> [The data]
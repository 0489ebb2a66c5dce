pub mod cost;
pub mod meta_stop;

use std::collections::HashMap;
use std::sync::Arc;
use std::time::{Duration, Instant};

use model::base_types::{Cost, NodeId, RequestId, Seconds};
use model::config::{Config, CtspObjective, CtspPolicy};
use model::network::Network;
use model::nodestop::NodeStop;
use model::request::Request;
use model::vehicle::Vehicle;

use meta_stop::{build_replay_graph, build_stop_graph, deadline_of, MetaStop, StopGraph};

#[derive(Clone, Copy, PartialEq, Eq, Debug)]
enum LastAction {
    Pickup,
    Dropoff,
}

struct SearchCtx<'a> {
    stops: &'a [MetaStop],
    requests: HashMap<RequestId, &'a Request>,
    network: &'a Network,
    capacity: usize,
    objective: CtspObjective,
    deadline: Option<Instant>,
}

/// Runs the feasibility / insertion search described for this system under
/// the fleet's configured prefix-lock policy and objective: a depth-first
/// branch-and-bound over meta-stops that respects capacity, pickup/dropoff
/// deadlines, and precedence, returning the cheapest feasible visit order,
/// or `None` if no order is feasible.
pub fn search(
    vehicle: &Vehicle,
    new_requests: &[&Request],
    all_requests: &HashMap<RequestId, &Request>,
    clock: Seconds,
    network: &Network,
    config: &Arc<Config>,
    time_budget: Option<Duration>,
) -> Option<(Cost, Vec<NodeStop>)> {
    search_with_policy(
        vehicle,
        new_requests,
        all_requests,
        clock,
        network,
        config.search.ctsp,
        config.search.ctsp_objective,
        config.search.lp_limitvalue,
        time_budget,
    )
}

/// Runs the same search bypassing the fleet's configured policy/objective,
/// for callers that need an explicit override. Used by the RR-graph
/// shareability check, which always wants an unconstrained full-order
/// feasibility check regardless of how the live fleet is configured.
#[allow(clippy::too_many_arguments)]
pub fn search_with_policy(
    vehicle: &Vehicle,
    new_requests: &[&Request],
    all_requests: &HashMap<RequestId, &Request>,
    clock: Seconds,
    network: &Network,
    policy: CtspPolicy,
    objective: CtspObjective,
    lp_limitvalue: usize,
    time_budget: Option<Duration>,
) -> Option<(Cost, Vec<NodeStop>)> {
    let graph = build_stop_graph(vehicle, new_requests, policy, lp_limitvalue)?;
    run(&graph, vehicle, all_requests, clock, network, objective, time_budget)
}

/// Replays `vehicle.order_record` verbatim, certifying it is still
/// feasible at `clock`. The stop graph is a single chain, so the only
/// candidate order is the stored one.
pub fn replay(
    vehicle: &Vehicle,
    all_requests: &HashMap<RequestId, &Request>,
    clock: Seconds,
    network: &Network,
    objective: CtspObjective,
) -> Option<(Cost, Vec<NodeStop>)> {
    if vehicle.order_record.is_empty() {
        return Some((0.0, Vec::new()));
    }
    let graph = build_replay_graph(&vehicle.order_record);
    run(&graph, vehicle, all_requests, clock, network, objective, None)
}

fn run(
    graph: &StopGraph,
    vehicle: &Vehicle,
    all_requests: &HashMap<RequestId, &Request>,
    clock: Seconds,
    network: &Network,
    objective: CtspObjective,
    time_budget: Option<Duration>,
) -> Option<(Cost, Vec<NodeStop>)> {
    let requests: HashMap<RequestId, &Request> = graph
        .stops
        .iter()
        .map(|m| m.stop.request)
        .collect::<std::collections::HashSet<_>>()
        .into_iter()
        .filter_map(|rid| all_requests.get(&rid).map(|r| (rid, *r)))
        .collect();

    let ctx = SearchCtx {
        stops: &graph.stops,
        requests,
        network,
        capacity: vehicle.capacity as usize,
        objective,
        deadline: time_budget.map(|b| Instant::now() + b),
    };

    let mut indegree = vec![0usize; graph.stops.len()];
    for stop in &graph.stops {
        for &u in &stop.unlocks {
            indegree[u] += 1;
        }
    }
    for &i in &graph.initially_available {
        indegree[i] = 0;
    }

    let mut visited = vec![false; graph.stops.len()];
    let mut best: Option<(Seconds, Vec<usize>)> = None;
    let mut path = Vec::with_capacity(graph.stops.len());

    recurse(
        &ctx,
        graph.initially_available.clone(),
        indegree,
        &mut visited,
        vehicle.position.node,
        clock + vehicle.position.offset,
        None,
        vehicle.passengers.len(),
        &mut path,
        &mut best,
    );

    let (_, order_idx) = best?;
    let order: Vec<NodeStop> = order_idx.iter().map(|&i| graph.stops[i].stop).collect();
    let cost = cost::objective_cost(
        &order,
        vehicle.position.node,
        clock + vehicle.position.offset,
        network,
        &ctx.requests,
        objective,
    );
    Some((cost, order))
}

#[allow(clippy::too_many_arguments)]
fn recurse(
    ctx: &SearchCtx,
    available: Vec<usize>,
    indegree: Vec<usize>,
    visited: &mut [bool],
    loc: NodeId,
    clock: Seconds,
    last_action: Option<LastAction>,
    onboard: usize,
    path: &mut Vec<usize>,
    best: &mut Option<(Seconds, Vec<usize>)>,
) {
    if let Some(deadline) = ctx.deadline {
        if Instant::now() >= deadline {
            return;
        }
    }

    if available.is_empty() {
        if path.len() == ctx.stops.len() {
            if best.as_ref().map(|(c, _)| clock < *c).unwrap_or(true) {
                *best = Some((clock, path.clone()));
            }
        }
        return;
    }

    let mut sorted = available.clone();
    sorted.sort_by_key(|&i| {
        let s = &ctx.stops[i].stop;
        (s.node, !s.is_pickup, i)
    });

    let mut prev_dropoff_node: Option<NodeId> = None;
    for &candidate in &sorted {
        let stop = ctx.stops[candidate].stop;

        if !stop.is_pickup {
            if let Some(n) = prev_dropoff_node {
                if n == stop.node {
                    continue;
                }
            }
        }
        prev_dropoff_node = if !stop.is_pickup { Some(stop.node) } else { None };

        let mut arrive = clock + Seconds(ctx.network.time(loc as i64, stop.node));
        match last_action {
            Some(LastAction::Dropoff) if stop.node != loc || stop.is_pickup => {
                arrive = arrive
                    + Seconds(ctx.network.time(model::base_types::DWELL_ALIGHT_SENTINEL, stop.node));
            }
            Some(LastAction::Pickup) if stop.node != loc || !stop.is_pickup => {
                arrive = arrive
                    + Seconds(ctx.network.time(model::base_types::DWELL_PICKUP_SENTINEL, stop.node));
            }
            _ => {}
        }

        let request = ctx.requests[&stop.request];
        let new_onboard;
        if stop.is_pickup {
            arrive = arrive.max(request.entry_time);
            if arrive > request.latest_boarding {
                continue;
            }
            if onboard >= ctx.capacity {
                continue;
            }
            new_onboard = onboard + 1;
        } else {
            if arrive > request.latest_alighting {
                continue;
            }
            new_onboard = onboard.saturating_sub(1);
        }

        if let Some((best_clock, _)) = best {
            if arrive >= *best_clock {
                continue;
            }
        }

        // forward reachability: every still-unvisited stop must remain
        // reachable by its own deadline from here.
        let mut reachable = true;
        for (idx, v) in visited.iter().enumerate() {
            if *v || idx == candidate {
                continue;
            }
            let other = &ctx.stops[idx].stop;
            let deadline = deadline_of(other, &ctx.requests);
            if arrive + Seconds(ctx.network.time(stop.node as i64, other.node)) > deadline {
                reachable = false;
                break;
            }
        }
        if !reachable {
            continue;
        }

        let mut next_available: Vec<usize> = available
            .iter()
            .copied()
            .filter(|&i| i != candidate)
            .collect();
        let mut next_indegree = indegree.clone();
        for &u in &ctx.stops[candidate].unlocks {
            next_indegree[u] = next_indegree[u].saturating_sub(1);
            if next_indegree[u] == 0 {
                next_available.push(u);
            }
        }

        visited[candidate] = true;
        path.push(candidate);
        recurse(
            ctx,
            next_available,
            next_indegree,
            visited,
            stop.node,
            arrive,
            Some(if stop.is_pickup {
                LastAction::Pickup
            } else {
                LastAction::Dropoff
            }),
            new_onboard,
            path,
            best,
        );
        path.pop();
        visited[candidate] = false;
    }
}

#[cfg(test)]
mod tests {
    use super::*;
    use model::config::CtspPolicy;
    use model::network::Network;

    /// A straight line of `n` nodes, `step` seconds apart, times equal to
    /// distances, with the full chain plus its reverse as edges.
    fn line_network(n: usize, step: i64) -> Network {
        let mut times = vec![vec![0i64; n]; n];
        for i in 0..n {
            for j in 0..n {
                times[i][j] = (j as i64 - i as i64).abs() * step;
            }
        }
        let distances = times.clone();
        let mut edges = Vec::new();
        for i in 0..n - 1 {
            edges.push((i as NodeId, (i + 1) as NodeId, step));
            edges.push(((i + 1) as NodeId, i as NodeId, step));
        }
        Network::from_matrices(times, distances, edges, 0, 0)
    }

    fn request(id: RequestId, origin: NodeId, dest: NodeId, entry: i64, network: &Network) -> Request {
        Request::new(
            id,
            origin,
            0.0,
            0.0,
            dest,
            0.0,
            0.0,
            Seconds(entry),
            Seconds(network.time(origin as i64, dest)),
            Seconds(300),
            Seconds(600),
        )
    }

    #[test]
    fn trivial_single_rider() {
        let network = line_network(3, 60);
        let r = request(1, 0, 2, 0, &network);
        let vehicle = Vehicle::new(1, 4, 0);
        let mut all = HashMap::new();
        all.insert(r.id, &r);

        let (cost, order) = search_with_policy(
            &vehicle,
            &[&r],
            &all,
            Seconds(0),
            &network,
            CtspPolicy::Full,
            CtspObjective::Vtt,
            usize::MAX,
            None,
        )
        .expect("should be feasible");

        assert_eq!(cost, 120.0);
        assert_eq!(order, vec![NodeStop::pickup(1, 0), NodeStop::dropoff(1, 2)]);
    }

    #[test]
    fn shared_ride_pickup_chain() {
        let network = line_network(4, 60);
        let r1 = request(1, 0, 3, 0, &network);
        let r2 = request(2, 1, 2, 0, &network);
        let vehicle = Vehicle::new(1, 4, 0);
        let mut all = HashMap::new();
        all.insert(r1.id, &r1);
        all.insert(r2.id, &r2);

        let (_, order) = search_with_policy(
            &vehicle,
            &[&r1, &r2],
            &all,
            Seconds(0),
            &network,
            CtspPolicy::Full,
            CtspObjective::Vtt,
            usize::MAX,
            None,
        )
        .expect("joint pickup chain should be feasible");

        assert_eq!(
            order,
            vec![
                NodeStop::pickup(1, 0),
                NodeStop::pickup(2, 1),
                NodeStop::dropoff(2, 2),
                NodeStop::dropoff(1, 3),
            ]
        );
    }

    #[test]
    fn capacity_block_forces_rejection() {
        let network = line_network(4, 60);
        // both deadlines are only reachable by the simultaneous-onboard
        // order (pick both, drop both); either sequential order a
        // capacity-1 vehicle is limited to blows one of the two deadlines.
        let mut r1 = request(1, 0, 3, 0, &network);
        r1.latest_boarding = Seconds(50);
        let mut r2 = request(2, 1, 2, 0, &network);
        r2.latest_boarding = Seconds(100);
        let vehicle = Vehicle::new(1, 1, 0);
        let mut all = HashMap::new();
        all.insert(r1.id, &r1);
        all.insert(r2.id, &r2);

        let result = search_with_policy(
            &vehicle,
            &[&r1, &r2],
            &all,
            Seconds(0),
            &network,
            CtspPolicy::Full,
            CtspObjective::Vtt,
            usize::MAX,
            None,
        );
        assert!(result.is_none());
    }

    #[test]
    fn deadline_block_rejects_late_pickup() {
        let network = line_network(4, 60);
        let r1 = request(1, 0, 3, 0, &network);
        let mut r2 = request(2, 1, 2, 0, &network);
        r2.latest_boarding = Seconds(30);
        let vehicle = Vehicle::new(1, 4, 0);
        let mut all = HashMap::new();
        all.insert(r1.id, &r1);
        all.insert(r2.id, &r2);

        let result = search_with_policy(
            &vehicle,
            &[&r1, &r2],
            &all,
            Seconds(0),
            &network,
            CtspPolicy::Full,
            CtspObjective::Vtt,
            usize::MAX,
            None,
        );
        assert!(result.is_none());
    }
}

> [Task details]
In the entries above, restate word for word the lines between the one holding "reachable = false;" and the one holding "times equal to", inclusive, and nothing besides.

> [Solution for this task]
                reachable = false;
                break;
            }
        }
        if !reachable {
            continue;
        }

        let mut next_available: Vec<usize> = available
            .iter()
            .copied()
            .filter(|&i| i != candidate)
            .collect();
        let mut next_indegree = indegree.clone();
        for &u in &ctx.stops[candidate].unlocks {
            next_indegree[u] = next_indegree[u].saturating_sub(1);
            if next_indegree[u] == 0 {
                next_available.push(u);
            }
        }

        visited[candidate] = true;
        path.push(candidate);
        recurse(
            ctx,
            next_available,
            next_indegree,
            visited,
            stop.node,
            arrive,
            Some(if stop.is_pickup {
                LastAction::Pickup
            } else {
                LastAction::Dropoff
            }),
            new_onboard,
            path,
            best,
        );
        path.pop();
        visited[candidate] = false;
    }
}

#[cfg(test)]
mod tests {
    use super::*;
    use model::config::CtspPolicy;
    use model::network::Network;

    /// A straight line of `n` nodes, `step` seconds apart, times equal to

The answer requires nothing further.